A prominent school of thought holds that making wine with no sulfites and whatever yeast happens to float by is a recipe for disaster. But if that were always true, these wineries would have been out of business long ago. Yes, there are some risks, but clearly those risks can be managed, sometimes for a decade or two at a time. So instead of asking these winemakers to list all the products and machinery they don’t use, I asked what they do use, what they concentrate on and what they think explains their ability to flourish without the usual net.
Tony Coturri started with the long view: that people made wine for thousands of years before Pasteur, using yeast before they knew anything about yeast, let alone pectic enzymes. And he’s certainly right; there’s an analogy here to organic farming, in which all farming was organic from the beginning of cultivation to the mid-20th century, when agrochemicals created what is now “conventional” farming.
Coturri thinks grapes are special. “Of all the fruits and berries,” he says, “grapes are one of the few with the balance of tannin structure, acid structure and sugar/alcohol that can preserve them. The fear is that without chemicals, wine is defenseless; but in fact it has built-in defenses.” He also highlights the evolution of wild yeasts into strains that can complete a fermentation: “Cultured yeasts often come from places where they originated as natural yeasts.”

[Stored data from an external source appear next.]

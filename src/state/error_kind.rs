//! Error taxonomy for crawl outcomes
//!
//! Every failure the crawler observes is classified into exactly one of these kinds.

use serde::Serialize;
use std::fmt;

/// Classifies why a page (or the whole crawl) did not produce a record
#[derive(Debug, Clone, Copy, PartialEq, Eq, PartialOrd, Ord, Hash, Serialize)]
#[serde(rename_all = "snake_case")]
pub enum ErrorKind {
    // ===== Recoverable Page Failures =====
    /// The fetch did not complete within the per-page timeout
    Timeout,

    /// The server answered with a non-success status code
    HttpError,

    /// Connection, DNS, TLS or body-read failure
    NetworkError,

    /// The response is not an HTML document (PDF, image, download)
    UnsupportedContentType,

    /// The page was fetched but yielded no usable main content
    ExtractionFailed,

    // ===== Fatal Conditions =====
    /// The corpus sink could not be written
    PersistenceFailure,

    /// The configuration is missing, unreadable or invalid
    ConfigurationError,
}

impl ErrorKind {
    /// Returns true if this kind aborts the crawl
    pub fn is_fatal(&self) -> bool {
        matches!(self, Self::PersistenceFailure | Self::ConfigurationError)
    }

    /// Returns true if a page failing with this kind is abandoned and the BFS continues
    pub fn is_recoverable(&self) -> bool {
        !self.is_fatal()
    }

    /// Returns true if this kind counts towards the `errors` total
    ///
    /// Binary documents are recorded per kind but are a legitimate outcome rather than
    /// a failure, so they stay out of the total.
    pub fn counts_as_error(&self) -> bool {
        !matches!(self, Self::UnsupportedContentType)
    }

    /// Returns true if a fetch failing with this kind may be attempted again
    pub fn is_transient(&self) -> bool {
        matches!(self, Self::Timeout | Self::NetworkError)
    }

    /// Stable lowercase label used in logs and summaries
    pub fn as_str(&self) -> &'static str {
        match self {
            Self::Timeout => "timeout",
            Self::HttpError => "http_error",
            Self::NetworkError => "network_error",
            Self::UnsupportedContentType => "unsupported_content_type",
            Self::ExtractionFailed => "extraction_failed",
            Self::PersistenceFailure => "persistence_failure",
            Self::ConfigurationError => "configuration_error",
        }
    }

    /// Returns all error kinds in reporting order
    pub fn all() -> [Self; 7] {
        [
            Self::Timeout,
            Self::HttpError,
            Self::NetworkError,
            Self::UnsupportedContentType,
            Self::ExtractionFailed,
            Self::PersistenceFailure,
            Self::ConfigurationError,
        ]
    }
}

impl fmt::Display for ErrorKind {
    fn fmt(&self, f: &mut fmt::Formatter<'_>) -> fmt::Result {
        write!(f, "{}", self.as_str())
    }
}
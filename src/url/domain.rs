//! Host extraction and allow-list matching

use url::Url;

/// Extracts the lowercase host from a URL
///
/// Returns `None` for URLs without a host (`mailto:`, `data:` and similar).
///
/// # Examples
///
/// ```
/// use url::Url;
/// use campus_corpus::url::extract_domain;
///
/// let url = Url::parse("https://Campus.Kennesaw.EDU/offices-services/uits/").unwrap();
/// assert_eq!(extract_domain(&url), Some("campus.kennesaw.edu".to_string()));
/// ```
pub fn extract_domain(url: &Url) -> Option<String> {
    url.host_str().map(|h| h.to_lowercase())
}

/// Checks if a host falls under an allow-listed domain
///
/// Matching is by registrable suffix: `example.edu` admits `example.edu` itself and
/// any subdomain such as `it.example.edu`, but not `myexample.edu`. A leading `*.` on
/// the pattern is accepted and means the same thing. Both sides are expected to be
/// lowercase.
///
/// # Examples
///
/// ```
/// use campus_corpus::url::matches_domain;
///
/// assert!(matches_domain("kennesaw.edu", "campus.kennesaw.edu"));
/// assert!(matches_domain("*.kennesaw.edu", "kennesaw.edu"));
/// assert!(!matches_domain("campus.kennesaw.edu", "kennesaw.edu"));
/// assert!(!matches_domain("kennesaw.edu", "notkennesaw.edu"));
/// ```
pub fn matches_domain(pattern: &str, host: &str) -> bool {
    let base = pattern.strip_prefix("*.").unwrap_or(pattern);

    if base.is_empty() || host.is_empty() {
        return false;
    }

    host == base
        || (host.len() > base.len()
            && host.ends_with(base)
            && host.as_bytes()[host.len() - base.len() - 1] == b'.')
}

/// Checks a host against every pattern of an allow-list
pub fn is_allowed_host(host: &str, allowed: &[String]) -> bool {
    allowed.iter().any(|pattern| matches_domain(pattern, host))
}
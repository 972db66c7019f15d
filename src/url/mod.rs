//! URL handling module for Campus-Corpus
//!
//! This module provides URL normalization, host matching against allow-lists,
//! and the admission filter that decides which discovered links enter the frontier.

mod admission;
mod domain;
mod normalize;

// Re-export main functions
pub use admission::{
    admit, evaluate, non_document_extension, Admission, AdmissionPolicy, Rejection,
};
pub use domain::{extract_domain, is_allowed_host, matches_domain};
pub use normalize::{normalize_key, normalize_url};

The first thing everyone I talked to emphasized was good, healthy, balanced fruit—grapes that do not need superhuman efforts to rescue them from themselves. “The main thing,” says Nathan Roberts, “is working with fruit that will produce wine that doesn’t need messing with.” These producers tend to pick on the early side, with relatively lower Brix and pH levels and higher aci dity.
“A lot of the resistance to natural winemaking,” says Roberts, “comes from people who want to use fruit that’s too ripe, which means having to use nutrients, color extraction enzymes and so on. If you hang the fruit long enough, the nutrients diminish. You cannot make those big, extracted, high-alcohol wines in a natural way.”
Every one of my informants emphasized cleanliness in the cellar as absolutely indispensable. Every winery in existence endorses cleanliness, but these producers clearly make it Job One, with an attention to detail made easier by relatively small production. (At “5,000 cases in a good year,” Coturri is the biggest label in this quartet.) Scrubbing surfaces, sanitizing everything that comes in contact with grapes or juice or wine, topping barrels religiously—these seem like mundane things, but they matter.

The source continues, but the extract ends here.